(Stored data entries)
######

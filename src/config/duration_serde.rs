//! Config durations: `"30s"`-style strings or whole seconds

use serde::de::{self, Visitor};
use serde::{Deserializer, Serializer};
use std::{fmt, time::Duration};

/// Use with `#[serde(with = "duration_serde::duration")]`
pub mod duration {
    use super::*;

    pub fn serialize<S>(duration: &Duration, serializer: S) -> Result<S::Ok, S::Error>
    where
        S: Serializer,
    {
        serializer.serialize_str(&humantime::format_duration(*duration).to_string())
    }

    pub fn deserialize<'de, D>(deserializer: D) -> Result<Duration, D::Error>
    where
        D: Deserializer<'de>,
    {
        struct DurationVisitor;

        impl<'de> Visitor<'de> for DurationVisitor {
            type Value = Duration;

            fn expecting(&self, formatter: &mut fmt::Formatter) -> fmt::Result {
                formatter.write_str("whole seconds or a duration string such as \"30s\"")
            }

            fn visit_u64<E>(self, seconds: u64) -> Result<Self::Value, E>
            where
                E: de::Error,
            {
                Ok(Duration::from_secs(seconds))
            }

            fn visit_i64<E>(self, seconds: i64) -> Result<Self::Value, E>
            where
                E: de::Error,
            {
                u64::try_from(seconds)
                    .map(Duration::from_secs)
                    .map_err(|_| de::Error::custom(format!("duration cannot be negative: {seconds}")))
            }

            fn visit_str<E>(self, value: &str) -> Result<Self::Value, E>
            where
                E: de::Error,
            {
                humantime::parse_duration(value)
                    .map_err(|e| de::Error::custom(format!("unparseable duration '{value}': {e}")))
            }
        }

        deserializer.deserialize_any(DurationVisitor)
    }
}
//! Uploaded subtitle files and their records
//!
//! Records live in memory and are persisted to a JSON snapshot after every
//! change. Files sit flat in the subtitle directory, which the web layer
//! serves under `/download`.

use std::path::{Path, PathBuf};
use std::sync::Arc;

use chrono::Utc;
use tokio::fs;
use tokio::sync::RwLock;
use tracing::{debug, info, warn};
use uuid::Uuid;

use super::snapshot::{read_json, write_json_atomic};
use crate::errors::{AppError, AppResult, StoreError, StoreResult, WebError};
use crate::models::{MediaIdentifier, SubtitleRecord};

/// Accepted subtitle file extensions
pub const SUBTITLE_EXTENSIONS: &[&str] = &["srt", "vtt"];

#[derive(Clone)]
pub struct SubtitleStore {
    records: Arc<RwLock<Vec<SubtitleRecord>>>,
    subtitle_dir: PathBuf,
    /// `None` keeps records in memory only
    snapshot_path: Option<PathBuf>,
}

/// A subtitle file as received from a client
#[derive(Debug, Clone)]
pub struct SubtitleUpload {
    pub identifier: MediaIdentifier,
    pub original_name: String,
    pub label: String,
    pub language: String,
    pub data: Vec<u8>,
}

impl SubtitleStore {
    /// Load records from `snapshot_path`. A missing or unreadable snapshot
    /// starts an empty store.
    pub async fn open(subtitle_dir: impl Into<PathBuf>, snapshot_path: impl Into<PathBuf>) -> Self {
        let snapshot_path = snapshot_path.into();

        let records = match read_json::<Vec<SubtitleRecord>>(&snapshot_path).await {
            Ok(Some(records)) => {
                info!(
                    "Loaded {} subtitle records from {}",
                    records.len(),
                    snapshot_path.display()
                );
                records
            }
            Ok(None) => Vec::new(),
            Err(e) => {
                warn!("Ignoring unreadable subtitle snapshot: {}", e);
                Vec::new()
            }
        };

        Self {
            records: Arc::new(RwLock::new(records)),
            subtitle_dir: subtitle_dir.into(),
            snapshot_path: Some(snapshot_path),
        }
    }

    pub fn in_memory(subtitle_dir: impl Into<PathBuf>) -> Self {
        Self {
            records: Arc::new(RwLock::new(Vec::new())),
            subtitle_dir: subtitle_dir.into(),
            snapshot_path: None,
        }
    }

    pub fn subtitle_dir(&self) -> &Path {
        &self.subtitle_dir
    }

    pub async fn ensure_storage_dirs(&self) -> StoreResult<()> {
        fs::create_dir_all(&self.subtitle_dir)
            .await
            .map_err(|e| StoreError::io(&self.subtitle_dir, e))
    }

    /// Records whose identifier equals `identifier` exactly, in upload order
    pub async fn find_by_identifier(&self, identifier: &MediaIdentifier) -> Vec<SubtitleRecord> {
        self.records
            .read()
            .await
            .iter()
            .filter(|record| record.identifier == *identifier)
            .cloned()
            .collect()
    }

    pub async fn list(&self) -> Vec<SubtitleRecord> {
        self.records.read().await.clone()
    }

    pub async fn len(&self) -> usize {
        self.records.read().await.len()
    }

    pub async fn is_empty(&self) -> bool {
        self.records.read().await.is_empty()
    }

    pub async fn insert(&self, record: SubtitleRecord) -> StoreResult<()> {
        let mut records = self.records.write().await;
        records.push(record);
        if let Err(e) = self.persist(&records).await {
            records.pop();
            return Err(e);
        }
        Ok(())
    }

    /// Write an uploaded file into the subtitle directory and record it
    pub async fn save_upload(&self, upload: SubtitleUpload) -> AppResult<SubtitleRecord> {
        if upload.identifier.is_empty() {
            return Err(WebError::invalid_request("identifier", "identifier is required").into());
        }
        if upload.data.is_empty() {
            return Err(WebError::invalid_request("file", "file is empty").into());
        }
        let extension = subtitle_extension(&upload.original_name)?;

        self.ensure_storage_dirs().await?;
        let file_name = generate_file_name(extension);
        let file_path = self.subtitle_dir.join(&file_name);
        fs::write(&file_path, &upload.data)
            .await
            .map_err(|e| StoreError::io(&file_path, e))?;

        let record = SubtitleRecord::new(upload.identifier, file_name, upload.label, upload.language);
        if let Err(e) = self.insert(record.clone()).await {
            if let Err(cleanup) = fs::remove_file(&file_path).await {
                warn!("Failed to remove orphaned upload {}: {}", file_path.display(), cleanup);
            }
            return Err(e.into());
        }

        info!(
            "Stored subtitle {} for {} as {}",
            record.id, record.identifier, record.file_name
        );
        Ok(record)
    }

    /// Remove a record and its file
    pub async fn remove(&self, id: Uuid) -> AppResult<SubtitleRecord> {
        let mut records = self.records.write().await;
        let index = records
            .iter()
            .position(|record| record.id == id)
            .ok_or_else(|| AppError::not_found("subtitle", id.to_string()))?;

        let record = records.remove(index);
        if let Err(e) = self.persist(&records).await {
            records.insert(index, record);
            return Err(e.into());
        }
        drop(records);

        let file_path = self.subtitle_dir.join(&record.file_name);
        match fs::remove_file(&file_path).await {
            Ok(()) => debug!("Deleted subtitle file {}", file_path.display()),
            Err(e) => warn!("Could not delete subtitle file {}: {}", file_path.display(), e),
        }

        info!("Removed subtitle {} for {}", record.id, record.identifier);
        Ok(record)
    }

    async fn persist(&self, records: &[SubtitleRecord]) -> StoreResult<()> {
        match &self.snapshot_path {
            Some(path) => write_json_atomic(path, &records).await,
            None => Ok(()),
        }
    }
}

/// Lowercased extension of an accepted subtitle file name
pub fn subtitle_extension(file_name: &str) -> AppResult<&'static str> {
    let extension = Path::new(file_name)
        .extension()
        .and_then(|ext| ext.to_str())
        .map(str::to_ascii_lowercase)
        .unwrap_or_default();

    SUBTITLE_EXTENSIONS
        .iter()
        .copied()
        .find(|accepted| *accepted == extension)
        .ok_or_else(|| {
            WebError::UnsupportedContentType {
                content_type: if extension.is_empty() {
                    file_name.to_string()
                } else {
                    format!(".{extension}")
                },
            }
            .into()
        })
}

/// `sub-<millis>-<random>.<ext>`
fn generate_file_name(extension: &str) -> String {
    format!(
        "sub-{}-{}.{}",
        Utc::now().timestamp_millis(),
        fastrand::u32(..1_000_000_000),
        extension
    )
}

######

- [Exercise details]: Print the entries once more, identical in every line.

- [Output for this task]:
filename src/config/duration_serde.rs
//! Config durations: `"30s"`-style strings or whole seconds

use serde::de::{self, Visitor};
use serde::{Deserializer, Serializer};
use std::{fmt, time::Duration};

/// Use with `#[serde(with = "duration_serde::duration")]`
pub mod duration {
    use super::*;

    pub fn serialize<S>(duration: &Duration, serializer: S) -> Result<S::Ok, S::Error>
    where
        S: Serializer,
    {
        serializer.serialize_str(&humantime::format_duration(*duration).to_string())
    }

    pub fn deserialize<'de, D>(deserializer: D) -> Result<Duration, D::Error>
    where
        D: Deserializer<'de>,
    {
        struct DurationVisitor;

        impl<'de> Visitor<'de> for DurationVisitor {
            type Value = Duration;

            fn expecting(&self, formatter: &mut fmt::Formatter) -> fmt::Result {
                formatter.write_str("whole seconds or a duration string such as \"30s\"")
            }

            fn visit_u64<E>(self, seconds: u64) -> Result<Self::Value, E>
            where
                E: de::Error,
            {
                Ok(Duration::from_secs(seconds))
            }

            fn visit_i64<E>(self, seconds: i64) -> Result<Self::Value, E>
            where
                E: de::Error,
            {
                u64::try_from(seconds)
                    .map(Duration::from_secs)
                    .map_err(|_| de::Error::custom(format!("duration cannot be negative: {seconds}")))
            }

            fn visit_str<E>(self, value: &str) -> Result<Self::Value, E>
            where
                E: de::Error,
            {
                humantime::parse_duration(value)
                    .map_err(|e| de::Error::custom(format!("unparseable duration '{value}': {e}")))
            }
        }

        deserializer.deserialize_any(DurationVisitor)
    }
}
//! Uploaded subtitle files and their records
//!
//! Records live in memory and are persisted to a JSON snapshot after every
//! change. Files sit flat in the subtitle directory, which the web layer
//! serves under `/download`.

use std::path::{Path, PathBuf};
use std::sync::Arc;

use chrono::Utc;
use tokio::fs;
use tokio::sync::RwLock;
use tracing::{debug, info, warn};
use uuid::Uuid;

use super::snapshot::{read_json, write_json_atomic};
use crate::errors::{AppError, AppResult, StoreError, StoreResult, WebError};
use crate::models::{MediaIdentifier, SubtitleRecord};

/// Accepted subtitle file extensions
pub const SUBTITLE_EXTENSIONS: &[&str] = &["srt", "vtt"];

#[derive(Clone)]
pub struct SubtitleStore {
    records: Arc<RwLock<Vec<SubtitleRecord>>>,
    subtitle_dir: PathBuf,
    /// `None` keeps records in memory only
    snapshot_path: Option<PathBuf>,
}

/// A subtitle file as received from a client
#[derive(Debug, Clone)]
pub struct SubtitleUpload {
    pub identifier: MediaIdentifier,
    pub original_name: String,
    pub label: String,
    pub language: String,
    pub data: Vec<u8>,
}

impl SubtitleStore {
    /// Load records from `snapshot_path`. A missing or unreadable snapshot
    /// starts an empty store.
    pub async fn open(subtitle_dir: impl Into<PathBuf>, snapshot_path: impl Into<PathBuf>) -> Self {
        let snapshot_path = snapshot_path.into();

        let records = match read_json::<Vec<SubtitleRecord>>(&snapshot_path).await {
            Ok(Some(records)) => {
                info!(
                    "Loaded {} subtitle records from {}",
                    records.len(),
                    snapshot_path.display()
                );
                records
            }
            Ok(None) => Vec::new(),
            Err(e) => {
                warn!("Ignoring unreadable subtitle snapshot: {}", e);
                Vec::new()
            }
        };

        Self {
            records: Arc::new(RwLock::new(records)),
            subtitle_dir: subtitle_dir.into(),
            snapshot_path: Some(snapshot_path),
        }
    }

    pub fn in_memory(subtitle_dir: impl Into<PathBuf>) -> Self {
        Self {
            records: Arc::new(RwLock::new(Vec::new())),
            subtitle_dir: subtitle_dir.into(),
            snapshot_path: None,
        }
    }

    pub fn subtitle_dir(&self) -> &Path {
        &self.subtitle_dir
    }

    pub async fn ensure_storage_dirs(&self) -> StoreResult<()> {
        fs::create_dir_all(&self.subtitle_dir)
            .await
            .map_err(|e| StoreError::io(&self.subtitle_dir, e))
    }

    /// Records whose identifier equals `identifier` exactly, in upload order
    pub async fn find_by_identifier(&self, identifier: &MediaIdentifier) -> Vec<SubtitleRecord> {
        self.records
            .read()
            .await
            .iter()
            .filter(|record| record.identifier == *identifier)
            .cloned()
            .collect()
    }

    pub async fn list(&self) -> Vec<SubtitleRecord> {
        self.records.read().await.clone()
    }

    pub async fn len(&self) -> usize {
        self.records.read().await.len()
    }

    pub async fn is_empty(&self) -> bool {
        self.records.read().await.is_empty()
    }

    pub async fn insert(&self, record: SubtitleRecord) -> StoreResult<()> {
        let mut records = self.records.write().await;
        records.push(record);
        if let Err(e) = self.persist(&records).await {
            records.pop();
            return Err(e);
        }
        Ok(())
    }

    /// Write an uploaded file into the subtitle directory and record it
    pub async fn save_upload(&self, upload: SubtitleUpload) -> AppResult<SubtitleRecord> {
        if upload.identifier.is_empty() {
            return Err(WebError::invalid_request("identifier", "identifier is required").into());
        }
        if upload.data.is_empty() {
            return Err(WebError::invalid_request("file", "file is empty").into());
        }
        let extension = subtitle_extension(&upload.original_name)?;

        self.ensure_storage_dirs().await?;
        let file_name = generate_file_name(extension);
        let file_path = self.subtitle_dir.join(&file_name);
        fs::write(&file_path, &upload.data)
            .await
            .map_err(|e| StoreError::io(&file_path, e))?;

        let record = SubtitleRecord::new(upload.identifier, file_name, upload.label, upload.language);
        if let Err(e) = self.insert(record.clone()).await {
            if let Err(cleanup) = fs::remove_file(&file_path).await {
                warn!("Failed to remove orphaned upload {}: {}", file_path.display(), cleanup);
            }
            return Err(e.into());
        }

        info!(
            "Stored subtitle {} for {} as {}",
            record.id, record.identifier, record.file_name
        );
        Ok(record)
    }

    /// Remove a record and its file
    pub async fn remove(&self, id: Uuid) -> AppResult<SubtitleRecord> {
        let mut records = self.records.write().await;
        let index = records
            .iter()
            .position(|record| record.id == id)
            .ok_or_else(|| AppError::not_found("subtitle", id.to_string()))?;

        let record = records.remove(index);
        if let Err(e) = self.persist(&records).await {
            records.insert(index, record);
            return Err(e.into());
        }
        drop(records);

        let file_path = self.subtitle_dir.join(&record.file_name);
        match fs::remove_file(&file_path).await {
            Ok(()) => debug!("Deleted subtitle file {}", file_path.display()),
            Err(e) => warn!("Could not delete subtitle file {}: {}", file_path.display(), e),
        }

        info!("Removed subtitle {} for {}", record.id, record.identifier);
        Ok(record)
    }

    async fn persist(&self, records: &[SubtitleRecord]) -> StoreResult<()> {
        match &self.snapshot_path {
            Some(path) => write_json_atomic(path, &records).await,
            None => Ok(()),
        }
    }
}

/// Lowercased extension of an accepted subtitle file name
pub fn subtitle_extension(file_name: &str) -> AppResult<&'static str> {
    let extension = Path::new(file_name)
        .extension()
        .and_then(|ext| ext.to_str())
        .map(str::to_ascii_lowercase)
        .unwrap_or_default();

    SUBTITLE_EXTENSIONS
        .iter()
        .copied()
        .find(|accepted| *accepted == extension)
        .ok_or_else(|| {
            WebError::UnsupportedContentType {
                content_type: if extension.is_empty() {
                    file_name.to_string()
                } else {
                    format!(".{extension}")
                },
            }
            .into()
        })
}

/// `sub-<millis>-<random>.<ext>`
fn generate_file_name(extension: &str) -> String {
    format!(
        "sub-{}-{}.{}",
        Utc::now().timestamp_millis(),
        fastrand::u32(..1_000_000_000),
        extension
    )
}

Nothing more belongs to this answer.